Origin Energy announced today that it will be closing Australia's largest power plant (which is also Australia's largest coal-fired power plant) in mid-2025 instead of 2032. The power plant has a nameplate capacity of 2880 megawatts and produces nearly 20 million tonnes of greenhouse pollution into the atmosphere every year.

From the Australian Financial Review:
Chief executive Frank Calabria said Origin’s proposed complete exit from coal-fired power generation “reflects the continuing, rapid transition of the NEM as we move to cleaner sources of energy”.

“Australia’s energy market today is very different to the one when Eraring was brought online in the early 1980s, and the reality is the economics of coal-fired power stations are being put under increasing, unsustainable pressure by cleaner and lower cost generation, including solar, wind and batteries,” Mr Calabria said.
[...]
The news on Eraring comes after the Australian Energy Market Operator has warned of the likely accelerated closure of baseload coal power plants, which are becoming increasingly uneconomic with the rise of cheap renewable power.

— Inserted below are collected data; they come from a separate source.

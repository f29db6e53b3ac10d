// Copyright (c) 2025 Fabstir
// SPDX-License-Identifier: BUSL-1.1
//! Image preprocessing for the classification and YOLO models

use image::{imageops::FilterType, DynamicImage, GenericImageView, Rgb, RgbImage};
use ndarray::Array4;

use crate::config::TensorLayout;

/// Padding colour used by YOLO letterboxing
pub const LETTERBOX_FILL: u8 = 114;

/// Preprocess an image for the classification model
///
/// Steps:
/// 1. Resize (bilinear, aspect ratio not preserved) to `size` x `size`
/// 2. Scale pixel intensities to [0, 1]
/// 3. Add a batch dimension in the requested layout
pub fn preprocess_for_classification(
    image: &DynamicImage,
    size: u32,
    layout: TensorLayout,
) -> Array4<f32> {
    let resized = image.resize_exact(size, size, FilterType::Triangle);
    let rgb = resized.to_rgb8();
    let s = size as usize;

    let mut tensor = match layout {
        TensorLayout::Nhwc => Array4::zeros((1, s, s, 3)),
        TensorLayout::Nchw => Array4::zeros((1, 3, s, s)),
    };

    for (x, y, pixel) in rgb.enumerate_pixels() {
        let (x, y) = (x as usize, y as usize);
        for c in 0..3 {
            let value = pixel[c] as f32 / 255.0;
            match layout {
                TensorLayout::Nhwc => tensor[[0, y, x, c]] = value,
                TensorLayout::Nchw => tensor[[0, c, y, x]] = value,
            }
        }
    }

    tensor
}

/// Scale and padding applied by letterboxing.
/// Maps model-input coordinates back to the original image.
#[derive(Debug, Clone, Copy, PartialEq)]
pub struct Letterbox {
    /// Scale factor applied to the original image
    pub scale: f32,
    /// Horizontal padding on the left, in input pixels
    pub pad_x: f32,
    /// Vertical padding on the top, in input pixels
    pub pad_y: f32,
    /// Square model input size
    pub input_size: u32,
}

impl Letterbox {
    /// Compute letterbox geometry for an image of `width` x `height`
    pub fn new(width: u32, height: u32, input_size: u32) -> Self {
        if width == 0 || height == 0 {
            return Self {
                scale: 1.0,
                pad_x: 0.0,
                pad_y: 0.0,
                input_size,
            };
        }

        let scale = (input_size as f32 / width as f32).min(input_size as f32 / height as f32);
        let (new_w, new_h) = Self::scaled_dims(width, height, scale, input_size);

        Self {
            scale,
            pad_x: ((input_size - new_w) / 2) as f32,
            pad_y: ((input_size - new_h) / 2) as f32,
            input_size,
        }
    }

    fn scaled_dims(width: u32, height: u32, scale: f32, input_size: u32) -> (u32, u32) {
        let new_w = ((width as f32 * scale).round() as u32).clamp(1, input_size);
        let new_h = ((height as f32 * scale).round() as u32).clamp(1, input_size);
        (new_w, new_h)
    }

    /// Map a coordinate from model-input space back to original image space
    pub fn to_original(&self, x: f32, y: f32) -> (f32, f32) {
        ((x - self.pad_x) / self.scale, (y - self.pad_y) / self.scale)
    }
}

/// Preprocess an image for a YOLO model
///
/// Resizes with aspect ratio preserved, pads to a square of gray (114),
/// scales to [0, 1] and returns an NCHW tensor plus the letterbox geometry.
pub fn preprocess_for_yolo(image: &DynamicImage, input_size: u32) -> (Array4<f32>, Letterbox) {
    let (width, height) = image.dimensions();
    let letterbox = Letterbox::new(width, height, input_size);

    let mut canvas = RgbImage::from_pixel(
        input_size,
        input_size,
        Rgb([LETTERBOX_FILL, LETTERBOX_FILL, LETTERBOX_FILL]),
    );

    if width > 0 && height > 0 {
        let (new_w, new_h) = Letterbox::scaled_dims(width, height, letterbox.scale, input_size);
        let resized = image.resize_exact(new_w, new_h, FilterType::Triangle).to_rgb8();
        image::imageops::overlay(
            &mut canvas,
            &resized,
            letterbox.pad_x as i64,
            letterbox.pad_y as i64,
        );
    }

    let s = input_size as usize;
    let mut tensor = Array4::zeros((1, 3, s, s));
    for (x, y, pixel) in canvas.enumerate_pixels() {
        for c in 0..3 {
            tensor[[0, c, y as usize, x as usize]] = pixel[c] as f32 / 255.0;
        }
    }

    (tensor, letterbox)
}
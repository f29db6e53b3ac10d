// Copyright (c) 2025 Fabstir
// SPDX-License-Identifier: BUSL-1.1

//! Coordinate normalization tests
//!
//! These tests verify that:
//! - Pixel boxes become [x, y, w, h] percentages of the original image
//! - Letterboxed YOLO outputs map back onto the original image
//! - Every normalized value stays within [0, 100]

use guava_vision::vision::{
    geometry::{ImageSize, PixelBox, PixelPoint},
    preprocessing::{preprocess_for_yolo, Letterbox},
    yolo::{decode_candidates, non_max_suppression, predictions_matrix, to_original_box},
};
use image::DynamicImage;
use ndarray::Array3;

#[cfg(test)]
mod normalization_tests {
    use super::*;

    fn approx(a: f32, b: f32) -> bool {
        (a - b).abs() < 1e-3
    }

    /// Test 1: Leaf box in a 640x480 frame
    #[test]
    fn test_leaf_box_percentages() {
        let bbox = PixelBox::new(100.0, 50.0, 300.0, 250.0);
        let [x, y, w, h] = bbox.to_percent(ImageSize::new(640, 480));

        assert!(approx(x, 15.625));
        assert!(approx(y, 10.4167));
        assert!(approx(w, 31.25));
        assert!(approx(h, 41.6667));
    }

    /// Test 2: Boxes spilling outside the frame are clamped
    #[test]
    fn test_out_of_frame_box_clamped() {
        let bbox = PixelBox::new(-20.0, 400.0, 700.0, 600.0);
        let values = bbox.to_percent(ImageSize::new(640, 480));

        for v in values {
            assert!((0.0..=100.0).contains(&v), "component {} out of range", v);
        }
        assert!(approx(values[0], 0.0));
        assert!(approx(values[2], 100.0));
        assert!(approx(values[0] + values[2], 100.0));
        assert!(approx(values[1] + values[3], 100.0));
    }

    /// Test 3: Points are clamped independently
    #[test]
    fn test_points_clamped() {
        let size = ImageSize::new(200, 100);
        assert_eq!(PixelPoint::new(100.0, 50.0).to_percent(size), (50.0, 50.0));
        assert_eq!(PixelPoint::new(-5.0, 150.0).to_percent(size), (0.0, 100.0));
    }

    /// Test 4: Letterbox for a landscape upload pads top and bottom
    #[test]
    fn test_letterbox_landscape() {
        let (tensor, letterbox) = preprocess_for_yolo(&DynamicImage::new_rgb8(640, 480), 640);

        assert_eq!(tensor.shape(), &[1, 3, 640, 640]);
        assert_eq!(letterbox.pad_x, 0.0);
        assert_eq!(letterbox.pad_y, 80.0);
        assert_eq!(letterbox.to_original(100.0, 130.0), (100.0, 50.0));
    }

    /// Test 5: Raw YOLOv8 output decodes to the expected percentage box
    #[test]
    fn test_yolo_output_to_percentages() {
        // [1, 4 + 2 classes, 8 anchors]; anchor 0 is the leaf in letterboxed space
        let mut raw = Array3::<f32>::zeros((1, 6, 8));
        let leaf = [200.0, 230.0, 200.0, 200.0, 0.9, 0.05];
        for (feature, value) in leaf.iter().enumerate() {
            raw[[0, feature, 0]] = *value;
        }
        raw[[0, 4, 1]] = 0.1; // below threshold
        raw[[0, 5, 2]] = 0.2; // below threshold

        let size = ImageSize::new(640, 480);
        let letterbox = Letterbox::new(640, 480, 640);
        let predictions = predictions_matrix(raw.into_dyn(), None).unwrap();
        let candidates = decode_candidates(predictions.view(), 2, 0.25);
        let kept = non_max_suppression(candidates, 0.7, 300);

        assert_eq!(kept.len(), 1);
        let original = to_original_box(&kept[0].bbox, &letterbox, size);
        let [x, y, w, h] = original.to_percent(size);
        assert!(approx(x, 15.625));
        assert!(approx(y, 10.4167));
        assert!(approx(w, 31.25));
        assert!(approx(h, 41.6667));
    }

    /// Test 6: Zero-sized image never divides by zero
    #[test]
    fn test_zero_size_image() {
        let bbox = PixelBox::new(1.0, 1.0, 2.0, 2.0);
        assert_eq!(bbox.to_percent(ImageSize::new(0, 0)), [0.0; 4]);
    }
}
//! Versioned schema migrations.
//!
//! SQL is embedded at compile time and applied in order inside individual
//! transactions. Applied versions are recorded in `schema_version`, so
//! running the migrator twice is a no-op.

use rusqlite::Connection;
use tracing::{debug, info};

use crate::errors::{Result, StoreError};

struct Migration {
    version: u32,
    description: &'static str,
    sql: &'static str,
}

const MIGRATIONS: &[Migration] = &[Migration {
    version: 1,
    description: "initial schema",
    sql: include_str!("v001_schema.sql"),
}];

/// Apply all pending migrations. Returns how many were applied.
pub fn run_migrations(conn: &Connection) -> Result<u32> {
    conn.execute_batch(
        "CREATE TABLE IF NOT EXISTS schema_version (
           version     INTEGER PRIMARY KEY,
           applied_at  TEXT    NOT NULL,
           description TEXT
         );",
    )
    .map_err(|e| StoreError::Migration {
        message: format!("failed to create schema_version table: {e}"),
    })?;

    let current = current_version(conn)?;
    let mut applied = 0;

    for migration in MIGRATIONS {
        if migration.version <= current {
            debug!(version = migration.version, "migration already applied");
            continue;
        }
        apply(conn, migration)?;
        info!(
            version = migration.version,
            description = migration.description,
            "applied migration"
        );
        applied += 1;
    }

    Ok(applied)
}

/// Highest applied migration version, or 0 for a fresh database.
pub fn current_version(conn: &Connection) -> Result<u32> {
    let version: u32 = conn
        .query_row(
            "SELECT COALESCE(MAX(version), 0) FROM schema_version",
            [],
            |row| row.get(0),
        )
        .map_err(|e| StoreError::Migration {
            message: format!("failed to read schema_version: {e}"),
        })?;
    Ok(version)
}

fn apply(conn: &Connection, migration: &Migration) -> Result<()> {
    let tx = conn.unchecked_transaction().map_err(|e| StoreError::Migration {
        message: format!("failed to begin transaction for v{}: {e}", migration.version),
    })?;

    tx.execute_batch(migration.sql)
        .map_err(|e| StoreError::Migration {
            message: format!(
                "migration v{} ({}) failed: {e}",
                migration.version, migration.description
            ),
        })?;

    let _ = tx
        .execute(
            "INSERT INTO schema_version (version, applied_at, description)
             VALUES (?1, datetime('now'), ?2)",
            rusqlite::params![migration.version, migration.description],
        )
        .map_err(|e| StoreError::Migration {
            message: format!("failed to record v{}: {e}", migration.version),
        })?;

    tx.commit().map_err(|e| StoreError::Migration {
        message: format!("failed to commit v{}: {e}", migration.version),
    })
}

// ─────────────────────────────────────────────────────────────────────────────
// Tests
// ─────────────────────────────────────────────────────────────────────────────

Origin’s rival AGL Energy last week also brought forward the dates for its two largest coal plants to close, although it still is assuming its Loy Yang A plant in Victoria will run until 2045.
The decision is clearly based on cold-nosed economic considerations. Despite massive fossil fuel subsidies, underpinned by our current Prime Minister's fervent and decades long support, coal-fired power plants keep losing commercial viability.
 
Origin Energy announced today that it will be closing Australia's largest power plant (which is also Australia's largest coal-fired power plant) in mid-2025 instead of 2032. The power plant has a nameplate capacity of 2880 megawatts and produces nearly 20 million tonnes of greenhouse pollution into the atmosphere every year.

From the Australian Financial Review:
Chief executive Frank Calabria said Origin’s proposed complete exit from coal-fired power generation “reflects the continuing, rapid transition of the NEM as we move to cleaner sources of energy”.

“Australia’s energy market today is very different to the one when Eraring was brought online in the early 1980s, and the reality is the economics of coal-fired power stations are being put under increasing, unsustainable pressure by cleaner and lower cost generation, including solar, wind and batteries,” Mr Calabria said.
[...]
The news on Eraring comes after the Australian Energy Market Operator has warned of the likely accelerated closure of baseload coal power plants, which are becoming increasingly uneconomic with the rise of cheap renewable power.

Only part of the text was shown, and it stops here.